┏━━

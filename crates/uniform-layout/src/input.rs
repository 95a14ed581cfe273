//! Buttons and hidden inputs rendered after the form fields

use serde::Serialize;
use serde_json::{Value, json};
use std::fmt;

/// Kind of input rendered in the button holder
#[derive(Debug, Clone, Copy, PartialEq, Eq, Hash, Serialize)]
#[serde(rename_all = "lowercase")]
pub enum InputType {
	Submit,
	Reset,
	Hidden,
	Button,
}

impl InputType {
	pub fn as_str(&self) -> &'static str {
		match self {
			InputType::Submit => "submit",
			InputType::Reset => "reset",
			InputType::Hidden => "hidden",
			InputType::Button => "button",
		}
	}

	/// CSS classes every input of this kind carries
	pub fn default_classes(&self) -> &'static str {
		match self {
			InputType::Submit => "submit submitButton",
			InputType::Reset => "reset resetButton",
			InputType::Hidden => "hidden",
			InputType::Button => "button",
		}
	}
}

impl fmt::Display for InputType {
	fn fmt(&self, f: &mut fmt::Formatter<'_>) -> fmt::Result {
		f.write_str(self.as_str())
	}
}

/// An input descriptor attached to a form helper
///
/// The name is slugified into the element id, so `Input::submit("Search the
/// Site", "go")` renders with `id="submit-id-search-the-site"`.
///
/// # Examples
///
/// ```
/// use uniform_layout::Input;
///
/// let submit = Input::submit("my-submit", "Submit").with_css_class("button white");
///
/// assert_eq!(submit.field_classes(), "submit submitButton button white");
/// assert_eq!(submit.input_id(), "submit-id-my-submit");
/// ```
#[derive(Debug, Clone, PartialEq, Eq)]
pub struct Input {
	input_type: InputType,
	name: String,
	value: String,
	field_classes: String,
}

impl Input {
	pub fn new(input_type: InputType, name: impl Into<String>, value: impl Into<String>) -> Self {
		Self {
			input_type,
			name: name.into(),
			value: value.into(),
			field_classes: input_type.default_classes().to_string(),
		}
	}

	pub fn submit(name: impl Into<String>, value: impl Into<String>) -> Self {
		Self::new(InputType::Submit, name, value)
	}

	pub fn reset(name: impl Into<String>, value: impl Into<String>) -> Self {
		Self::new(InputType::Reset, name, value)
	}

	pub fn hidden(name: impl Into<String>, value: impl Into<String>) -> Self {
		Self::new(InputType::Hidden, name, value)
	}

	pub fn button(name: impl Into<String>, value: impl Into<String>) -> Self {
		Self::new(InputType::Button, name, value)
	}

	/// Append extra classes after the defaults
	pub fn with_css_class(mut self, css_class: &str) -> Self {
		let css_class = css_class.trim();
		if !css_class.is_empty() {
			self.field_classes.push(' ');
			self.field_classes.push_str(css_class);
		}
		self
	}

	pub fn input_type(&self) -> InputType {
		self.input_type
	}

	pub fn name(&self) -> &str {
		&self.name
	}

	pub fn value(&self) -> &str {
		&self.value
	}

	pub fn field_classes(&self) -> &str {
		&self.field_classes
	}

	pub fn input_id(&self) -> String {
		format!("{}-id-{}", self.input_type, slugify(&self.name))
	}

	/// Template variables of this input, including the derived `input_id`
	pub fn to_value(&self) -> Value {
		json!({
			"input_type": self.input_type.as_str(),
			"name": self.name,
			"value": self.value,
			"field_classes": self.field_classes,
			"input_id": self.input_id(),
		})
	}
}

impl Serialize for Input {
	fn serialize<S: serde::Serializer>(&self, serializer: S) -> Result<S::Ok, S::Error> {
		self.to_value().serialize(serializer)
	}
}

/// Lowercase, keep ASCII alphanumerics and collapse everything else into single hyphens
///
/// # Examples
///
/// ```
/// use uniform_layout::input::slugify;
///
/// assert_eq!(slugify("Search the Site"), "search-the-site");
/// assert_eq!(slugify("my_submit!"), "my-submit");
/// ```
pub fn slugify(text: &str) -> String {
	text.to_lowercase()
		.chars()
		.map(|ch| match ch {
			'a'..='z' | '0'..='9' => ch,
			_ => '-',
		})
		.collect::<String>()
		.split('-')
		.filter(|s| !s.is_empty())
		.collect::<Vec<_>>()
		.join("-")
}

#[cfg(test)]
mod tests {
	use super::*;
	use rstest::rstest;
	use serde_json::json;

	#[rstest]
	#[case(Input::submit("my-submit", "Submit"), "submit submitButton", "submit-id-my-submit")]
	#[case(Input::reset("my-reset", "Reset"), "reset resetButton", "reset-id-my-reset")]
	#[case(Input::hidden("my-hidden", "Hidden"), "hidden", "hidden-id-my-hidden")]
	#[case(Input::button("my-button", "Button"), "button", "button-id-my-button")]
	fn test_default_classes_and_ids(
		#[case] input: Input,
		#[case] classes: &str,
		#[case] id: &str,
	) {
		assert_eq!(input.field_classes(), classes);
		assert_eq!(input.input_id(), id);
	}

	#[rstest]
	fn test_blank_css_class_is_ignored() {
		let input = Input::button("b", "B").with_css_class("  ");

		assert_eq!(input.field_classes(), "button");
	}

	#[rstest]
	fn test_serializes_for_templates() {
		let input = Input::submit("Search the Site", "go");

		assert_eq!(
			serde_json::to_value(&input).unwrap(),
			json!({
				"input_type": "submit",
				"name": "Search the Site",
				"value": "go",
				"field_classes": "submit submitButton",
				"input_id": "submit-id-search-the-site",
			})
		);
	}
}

┗━━

Task item: Collect every line above that contains the word "submitButton".

Solution below:
			InputType::Submit => "submit submitButton",
/// assert_eq!(submit.field_classes(), "submit submitButton button white");
	#[case(Input::submit("my-submit", "Submit"), "submit submitButton", "submit-id-my-submit")]
				"field_classes": "submit submitButton",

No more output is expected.